— Given entries —
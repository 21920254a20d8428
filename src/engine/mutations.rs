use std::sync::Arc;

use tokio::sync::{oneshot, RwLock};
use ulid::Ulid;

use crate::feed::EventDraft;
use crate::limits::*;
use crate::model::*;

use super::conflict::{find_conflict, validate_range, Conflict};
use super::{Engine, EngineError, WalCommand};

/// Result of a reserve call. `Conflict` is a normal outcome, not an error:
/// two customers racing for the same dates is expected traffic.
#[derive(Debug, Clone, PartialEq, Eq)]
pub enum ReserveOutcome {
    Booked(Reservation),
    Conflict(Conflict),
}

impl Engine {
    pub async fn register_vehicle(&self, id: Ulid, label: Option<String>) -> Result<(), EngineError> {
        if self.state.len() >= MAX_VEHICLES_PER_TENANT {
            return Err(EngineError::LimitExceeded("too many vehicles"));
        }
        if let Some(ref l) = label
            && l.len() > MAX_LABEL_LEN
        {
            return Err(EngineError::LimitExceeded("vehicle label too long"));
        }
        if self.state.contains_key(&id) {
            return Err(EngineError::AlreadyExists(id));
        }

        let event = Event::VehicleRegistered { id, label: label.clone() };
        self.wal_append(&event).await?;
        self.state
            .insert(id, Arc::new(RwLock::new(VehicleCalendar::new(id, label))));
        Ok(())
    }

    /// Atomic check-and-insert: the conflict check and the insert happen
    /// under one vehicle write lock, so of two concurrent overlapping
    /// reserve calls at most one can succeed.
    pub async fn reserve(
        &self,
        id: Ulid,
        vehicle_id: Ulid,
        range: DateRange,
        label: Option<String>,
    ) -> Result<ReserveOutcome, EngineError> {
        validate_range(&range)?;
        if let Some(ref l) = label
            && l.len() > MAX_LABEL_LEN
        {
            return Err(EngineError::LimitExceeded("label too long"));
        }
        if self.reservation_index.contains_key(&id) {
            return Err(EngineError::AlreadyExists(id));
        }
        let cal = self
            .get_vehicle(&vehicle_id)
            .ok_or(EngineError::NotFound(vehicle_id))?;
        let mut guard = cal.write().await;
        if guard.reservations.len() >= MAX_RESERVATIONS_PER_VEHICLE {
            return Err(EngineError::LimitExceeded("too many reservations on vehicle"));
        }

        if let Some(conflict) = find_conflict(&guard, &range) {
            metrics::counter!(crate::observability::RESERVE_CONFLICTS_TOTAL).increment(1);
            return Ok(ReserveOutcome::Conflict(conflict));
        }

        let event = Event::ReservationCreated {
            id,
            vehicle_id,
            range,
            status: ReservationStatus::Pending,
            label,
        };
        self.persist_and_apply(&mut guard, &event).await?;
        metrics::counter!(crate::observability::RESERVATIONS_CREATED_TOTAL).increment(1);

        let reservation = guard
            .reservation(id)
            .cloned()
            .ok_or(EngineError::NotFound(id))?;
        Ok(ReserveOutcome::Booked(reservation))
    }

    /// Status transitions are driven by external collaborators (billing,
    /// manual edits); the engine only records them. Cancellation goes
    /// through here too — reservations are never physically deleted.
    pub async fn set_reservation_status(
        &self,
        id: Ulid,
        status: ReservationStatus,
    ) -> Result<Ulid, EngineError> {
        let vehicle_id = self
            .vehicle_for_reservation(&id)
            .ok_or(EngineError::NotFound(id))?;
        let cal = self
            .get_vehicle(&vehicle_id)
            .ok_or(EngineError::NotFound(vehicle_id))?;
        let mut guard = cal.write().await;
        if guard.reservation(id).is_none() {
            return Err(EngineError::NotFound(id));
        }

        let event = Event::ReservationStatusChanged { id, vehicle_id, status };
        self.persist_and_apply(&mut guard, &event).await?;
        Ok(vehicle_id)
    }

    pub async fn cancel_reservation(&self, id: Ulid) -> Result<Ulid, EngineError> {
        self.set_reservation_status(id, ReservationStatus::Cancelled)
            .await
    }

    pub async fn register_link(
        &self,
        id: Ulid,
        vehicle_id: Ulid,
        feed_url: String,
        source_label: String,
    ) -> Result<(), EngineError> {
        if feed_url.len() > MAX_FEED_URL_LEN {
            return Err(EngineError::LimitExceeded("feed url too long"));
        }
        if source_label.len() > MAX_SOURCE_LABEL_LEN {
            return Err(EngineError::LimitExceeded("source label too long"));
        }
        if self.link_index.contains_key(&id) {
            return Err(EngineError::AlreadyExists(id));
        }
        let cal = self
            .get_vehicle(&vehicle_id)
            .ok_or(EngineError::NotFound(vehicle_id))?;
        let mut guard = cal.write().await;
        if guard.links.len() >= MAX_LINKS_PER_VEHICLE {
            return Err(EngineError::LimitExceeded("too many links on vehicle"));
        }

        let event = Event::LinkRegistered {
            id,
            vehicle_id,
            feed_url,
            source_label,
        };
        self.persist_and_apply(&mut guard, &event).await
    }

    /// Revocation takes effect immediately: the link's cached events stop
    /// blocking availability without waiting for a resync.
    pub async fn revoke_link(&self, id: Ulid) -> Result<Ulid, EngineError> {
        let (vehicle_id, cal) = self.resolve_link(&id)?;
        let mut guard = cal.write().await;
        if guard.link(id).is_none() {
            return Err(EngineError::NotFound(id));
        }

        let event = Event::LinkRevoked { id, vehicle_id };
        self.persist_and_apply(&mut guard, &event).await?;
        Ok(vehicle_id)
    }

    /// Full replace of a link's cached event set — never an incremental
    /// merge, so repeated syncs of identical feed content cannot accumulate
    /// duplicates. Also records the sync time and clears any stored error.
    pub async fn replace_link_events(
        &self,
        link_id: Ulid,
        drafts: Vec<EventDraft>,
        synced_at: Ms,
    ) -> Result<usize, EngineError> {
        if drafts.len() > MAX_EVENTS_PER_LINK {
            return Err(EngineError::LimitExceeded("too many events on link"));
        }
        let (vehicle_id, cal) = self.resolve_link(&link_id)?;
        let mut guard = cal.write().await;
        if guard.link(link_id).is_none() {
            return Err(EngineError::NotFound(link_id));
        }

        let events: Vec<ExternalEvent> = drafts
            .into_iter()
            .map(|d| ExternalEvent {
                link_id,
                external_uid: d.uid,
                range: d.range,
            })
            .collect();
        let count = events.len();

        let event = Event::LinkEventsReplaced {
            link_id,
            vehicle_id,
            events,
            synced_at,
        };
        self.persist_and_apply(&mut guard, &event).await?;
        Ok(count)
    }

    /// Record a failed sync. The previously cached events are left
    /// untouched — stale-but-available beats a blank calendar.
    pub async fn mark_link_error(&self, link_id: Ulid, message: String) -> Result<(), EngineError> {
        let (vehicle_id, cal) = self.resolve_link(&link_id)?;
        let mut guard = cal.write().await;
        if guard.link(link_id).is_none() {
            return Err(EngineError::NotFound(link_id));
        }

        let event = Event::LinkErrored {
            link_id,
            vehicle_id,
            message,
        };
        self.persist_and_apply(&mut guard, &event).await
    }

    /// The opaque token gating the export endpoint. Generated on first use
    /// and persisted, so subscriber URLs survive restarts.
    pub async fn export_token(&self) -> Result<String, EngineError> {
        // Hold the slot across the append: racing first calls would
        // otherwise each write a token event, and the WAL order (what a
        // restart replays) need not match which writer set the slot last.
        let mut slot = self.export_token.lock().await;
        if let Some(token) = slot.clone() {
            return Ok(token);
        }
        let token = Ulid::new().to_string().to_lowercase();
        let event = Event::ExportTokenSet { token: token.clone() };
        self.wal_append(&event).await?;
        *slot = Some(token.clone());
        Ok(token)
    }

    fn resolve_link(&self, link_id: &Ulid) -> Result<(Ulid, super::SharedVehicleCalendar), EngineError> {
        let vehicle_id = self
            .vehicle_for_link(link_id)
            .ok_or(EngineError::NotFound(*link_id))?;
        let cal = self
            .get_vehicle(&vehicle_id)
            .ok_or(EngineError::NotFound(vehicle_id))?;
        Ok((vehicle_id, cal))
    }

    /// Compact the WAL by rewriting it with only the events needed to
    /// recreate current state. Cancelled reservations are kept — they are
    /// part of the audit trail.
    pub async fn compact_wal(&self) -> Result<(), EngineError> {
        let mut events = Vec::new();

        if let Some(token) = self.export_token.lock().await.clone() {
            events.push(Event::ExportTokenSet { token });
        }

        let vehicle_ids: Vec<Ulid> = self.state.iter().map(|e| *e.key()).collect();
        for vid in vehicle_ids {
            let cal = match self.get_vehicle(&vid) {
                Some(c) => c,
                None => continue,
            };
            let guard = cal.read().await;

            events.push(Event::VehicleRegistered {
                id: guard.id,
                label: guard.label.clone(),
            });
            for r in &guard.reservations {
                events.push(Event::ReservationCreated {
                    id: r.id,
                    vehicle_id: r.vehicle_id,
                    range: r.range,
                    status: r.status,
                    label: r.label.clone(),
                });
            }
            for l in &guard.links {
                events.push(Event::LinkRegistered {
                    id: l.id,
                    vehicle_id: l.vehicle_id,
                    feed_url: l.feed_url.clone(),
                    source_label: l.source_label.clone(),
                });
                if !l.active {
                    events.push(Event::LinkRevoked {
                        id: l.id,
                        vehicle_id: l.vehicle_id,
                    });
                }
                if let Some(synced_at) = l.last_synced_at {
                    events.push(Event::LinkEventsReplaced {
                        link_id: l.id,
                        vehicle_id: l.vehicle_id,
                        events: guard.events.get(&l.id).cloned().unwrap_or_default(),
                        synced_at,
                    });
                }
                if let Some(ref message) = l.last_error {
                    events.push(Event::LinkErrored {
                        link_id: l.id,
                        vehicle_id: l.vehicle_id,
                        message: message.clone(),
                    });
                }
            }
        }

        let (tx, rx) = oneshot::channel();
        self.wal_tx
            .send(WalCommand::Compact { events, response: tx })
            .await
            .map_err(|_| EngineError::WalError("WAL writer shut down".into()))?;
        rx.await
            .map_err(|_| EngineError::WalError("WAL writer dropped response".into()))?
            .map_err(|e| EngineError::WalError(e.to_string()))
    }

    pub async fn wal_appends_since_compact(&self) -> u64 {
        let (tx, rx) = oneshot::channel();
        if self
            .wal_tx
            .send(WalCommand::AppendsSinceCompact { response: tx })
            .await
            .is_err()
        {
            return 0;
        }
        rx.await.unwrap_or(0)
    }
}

* * *

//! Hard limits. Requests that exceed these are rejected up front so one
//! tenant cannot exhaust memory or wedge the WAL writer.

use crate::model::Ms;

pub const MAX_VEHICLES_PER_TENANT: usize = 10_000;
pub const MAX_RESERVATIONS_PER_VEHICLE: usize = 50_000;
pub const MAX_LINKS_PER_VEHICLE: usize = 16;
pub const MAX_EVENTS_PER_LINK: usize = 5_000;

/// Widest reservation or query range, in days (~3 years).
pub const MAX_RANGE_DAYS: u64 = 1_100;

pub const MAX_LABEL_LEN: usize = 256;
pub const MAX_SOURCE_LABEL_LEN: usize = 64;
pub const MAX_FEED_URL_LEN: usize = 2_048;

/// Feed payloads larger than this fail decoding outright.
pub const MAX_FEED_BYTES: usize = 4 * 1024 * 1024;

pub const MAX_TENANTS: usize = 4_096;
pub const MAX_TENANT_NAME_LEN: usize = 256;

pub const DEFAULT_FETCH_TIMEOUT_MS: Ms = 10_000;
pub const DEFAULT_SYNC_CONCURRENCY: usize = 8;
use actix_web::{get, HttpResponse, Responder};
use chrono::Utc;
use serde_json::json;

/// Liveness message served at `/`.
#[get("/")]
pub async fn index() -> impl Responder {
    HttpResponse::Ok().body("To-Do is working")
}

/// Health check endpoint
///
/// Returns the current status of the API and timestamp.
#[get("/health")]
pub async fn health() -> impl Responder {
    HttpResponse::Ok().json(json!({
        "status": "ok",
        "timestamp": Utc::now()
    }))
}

— Assignment —
Lines containing the word "limits": copy each of them from the material.

— Response for this exercise —
use crate::limits::*;
//! Hard limits. Requests that exceed these are rejected up front so one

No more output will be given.